As expected, the longer the time between harvest and planting the poorer the germination. Thus, for the seeds planted five days after harvest, slightly more than fifty percent of the seeds germinated. For every subsequent 10-day delay in planting, the rate of germination declined by roughly one third that of the previous period. After three months none of the seeds germinated.

The rate of germination of refrigerated seed in the first period or two after planting was much the same as for the unrefrigerated seed. The rate of germination was maintained, however, for several intervals thereafter, in contrast to the results shown in the table. At the end of the three-month period, thirteen percent of these seeds germinated, as contrasted to none of the unrefrigerated seed.

The performance of a second batch of seed from a hybrid of uncertain parentage treated in the same manner was similar to that shown above, although the decline in the rate of germination for unrefrigerated seed was somewhat less (roughly one-fourth per period). Moreover, a few of these seeds germinated 90 days after harvest. The germination rate of the refrigerated seed for this hybrid was no better (but no worse) than that of the unrefrigerated seed. (None of the seed was refrigerated during the first five days.)
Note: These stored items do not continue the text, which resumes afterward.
//! Mono audio buffers and index-keyed sets of them.

pub mod engrave;
pub mod sampler;

use std::collections::BTreeMap;
use std::fs;
use std::path::Path;

use crate::error::{Error, Result};

/// A mono signal with its sample rate.
#[derive(Clone, Debug, PartialEq)]
pub struct AudioBuffer {
  samples: Vec<f32>,
  sample_rate: u32,
}

impl AudioBuffer {
  pub fn new(samples: Vec<f32>, sample_rate: u32) -> Self {
    AudioBuffer { samples, sample_rate }
  }

  pub fn silence(len: usize, sample_rate: u32) -> Self {
    AudioBuffer::new(vec![0.0; len], sample_rate)
  }

  /// Reads any WAV hound understands; multichannel files are averaged to mono.
  pub fn load(path: &Path) -> Result<Self> {
    let (channels, sample_rate) = sampler::read_audio_file(path)?;
    Ok(AudioBuffer::new(sampler::downmix(&channels), sample_rate))
  }

  pub fn save(&self, path: &Path) -> Result<()> {
    engrave::samples(self.sample_rate, &self.samples, path)
  }

  pub fn samples(&self) -> &[f32] {
    &self.samples
  }

  pub fn sample_rate(&self) -> u32 {
    self.sample_rate
  }

  pub fn len(&self) -> usize {
    self.samples.len()
  }

  pub fn is_empty(&self) -> bool {
    self.samples.is_empty()
  }

  pub fn duration_secs(&self) -> f32 {
    self.samples.len() as f32 / self.sample_rate as f32
  }

  pub fn resampled(&self, sample_rate: u32) -> Result<AudioBuffer> {
    if sample_rate == self.sample_rate {
      return Ok(self.clone());
    }
    let samples = sampler::resample(&self.samples, self.sample_rate, sample_rate)?;
    Ok(AudioBuffer::new(samples, sample_rate))
  }

  /// Zero-pad or truncate to exactly `len` samples.
  pub fn fit_length(&mut self, len: usize) {
    self.samples.resize(len, 0.0);
  }

  /// Conform to a render configuration: resample, then pad or truncate.
  pub fn conform(&self, sample_rate: u32, len: usize) -> Result<AudioBuffer> {
    let mut conformed = self.resampled(sample_rate)?;
    conformed.fit_length(len);
    Ok(conformed)
  }

  /// `self` followed by `other`, for side by side listening.
  pub fn concat(&self, other: &AudioBuffer) -> Result<AudioBuffer> {
    if self.sample_rate != other.sample_rate {
      return Err(Error::Shape(format!(
        "cannot join audio at {} Hz with audio at {} Hz",
        self.sample_rate, other.sample_rate
      )));
    }
    let mut samples = Vec::with_capacity(self.len() + other.len());
    samples.extend_from_slice(&self.samples);
    samples.extend_from_slice(&other.samples);
    Ok(AudioBuffer::new(samples, self.sample_rate))
  }
}

/// Audio keyed by target index.
///
/// Targets and estimates are paired by key, never by position in a directory listing.
#[derive(Clone, Debug, Default)]
pub struct AudioSet {
  items: BTreeMap<usize, AudioBuffer>,
}

impl AudioSet {
  pub fn new() -> Self {
    Self::default()
  }

  /// Load every `*_<index>.wav` in `dir`.
  ///
  /// Files without a trailing index are skipped with a warning; two files resolving to the
  /// same index are a configuration error.
  pub fn load_folder(dir: &Path) -> Result<Self> {
    if !dir.is_dir() {
      return Err(Error::MissingArtifact {
        artifact: "audio folder",
        path: dir.to_path_buf(),
      });
    }
    let entries = fs::read_dir(dir).map_err(|e| Error::read(dir, e))?;

    let mut set = AudioSet::new();
    for entry in entries {
      let path = entry.map_err(|e| Error::read(dir, e))?.path();
      if path.extension().and_then(|e| e.to_str()) != Some("wav") {
        continue;
      }
      let index = match path.file_stem().and_then(|s| s.to_str()).and_then(index_of_stem) {
        Some(index) => index,
        None => {
          log::warn!("skipping {}: no trailing _<index> in file name", path.display());
          continue;
        }
      };
      if set.items.contains_key(&index) {
        return Err(Error::Configuration(format!(
          "{} holds more than one file for index {}",
          dir.display(),
          index
        )));
      }
      set.insert(index, AudioBuffer::load(&path)?);
    }
    log::debug!("loaded {} audio files from {}", set.len(), dir.display());
    Ok(set)
  }

  /// Remove every `*_<index>.wav` that [`AudioSet::load_folder`] would pick up, so a folder
  /// about to be rewritten holds nothing from an earlier run. A missing folder is empty.
  pub fn clear_folder(dir: &Path) -> Result<usize> {
    if !dir.is_dir() {
      return Ok(0);
    }
    let mut removed = 0;
    for entry in fs::read_dir(dir).map_err(|e| Error::read(dir, e))? {
      let path = entry.map_err(|e| Error::read(dir, e))?.path();
      let indexed = path.extension().and_then(|e| e.to_str()) == Some("wav")
        && path.file_stem().and_then(|s| s.to_str()).and_then(index_of_stem).is_some();
      if indexed {
        fs::remove_file(&path).map_err(|e| Error::write(&path, e))?;
        removed += 1;
      }
    }
    if removed > 0 {
      log::info!("removed {} audio files left in {}", removed, dir.display());
    }
    Ok(removed)
  }

  pub fn insert(&mut self, index: usize, audio: AudioBuffer) -> Option<AudioBuffer> {
    self.items.insert(index, audio)
  }

  pub fn get(&self, index: usize) -> Option<&AudioBuffer> {
    self.items.get(&index)
  }

  pub fn indices(&self) -> Vec<usize> {
    self.items.keys().copied().collect()
  }

  pub fn len(&self) -> usize {
    self.items.len()
  }

  pub fn is_empty(&self) -> bool {
    self.items.is_empty()
  }

  pub fn iter(&self) -> impl Iterator<Item = (usize, &AudioBuffer)> {
    self.items.iter().map(|(index, audio)| (*index, audio))
  }
}

impl FromIterator<(usize, AudioBuffer)> for AudioSet {
  fn from_iter<I: IntoIterator<Item = (usize, AudioBuffer)>>(iter: I) -> Self {
    AudioSet {
      items: iter.into_iter().collect(),
    }
  }
}

/// `mlp_prediction_12` -> 12
fn index_of_stem(stem: &str) -> Option<usize> {
  let (_, digits) = stem.rsplit_once('_')?;
  digits.parse().ok()
}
Irregularity in the rate of germination from period to period was observed for both hybrids and both treatments. This was due, no doubt, to conditions which were not precisely the same from one period to the next: humidity, temperature, light intensity, possible contamination, a lack of the randomness with which the seeds were selected from what might have been a non-homogeneous seed population, and so on.

R. intranervatum
R. intranervatum
photo by Donald Paden

In an attempt to extend the experiment, several hundred seeds of R. wrightianum were planted immediately after harvest, but only one seed germinated. Either the parent plant was in poor health (as its subsequent demise after transplanting later suggested) or this seed has special germination requirements. Seeds from R. intranervatum , accidentally harvested early, produced no seedlings. Both of these misadventures were disappointing inasmuch as R. wrightianum and R. intranervatum probably deserve attention in breeding programs whose purpose is to produce plants of manageable size. The spectacular color of R. wrightianum and the grotesque foliage of R. intranervatum (shown in the color photographs) add to the charm of these two plants. (Of possible interest is the fact that R. intranervatum produced trusses with both two and four flowers, instead of only two as reported by H. Sleumer in An Account of Rhododendron in Malesia pp. 654-655.)

In summary, what all of this suggests is that germination depends importantly upon the inherent vigor of the parent plant, the timing of the harvest, the period between harvest and planting, and the external conditions associated with their care after planting. The rate of germination varied somewhat between the two hybrids. Germination for both hybrids ultimately deteriorated as planting was postponed. Regardless of when the seeds were planted, very few germinated before 20 days from planting and very few germinated after 40 days. For one hybrid, seeds stored in the refrigerator retained their viability longer than non-refrigerated seed, but not for the other hybrid. All of this is not very surprising. The observations, however, may help in coming to grips with what to expect from vireya seeds and in understanding poor germination from one seed lot to the next. In any event, it would be helpful to see the experiment repeated with other hybrids and other species.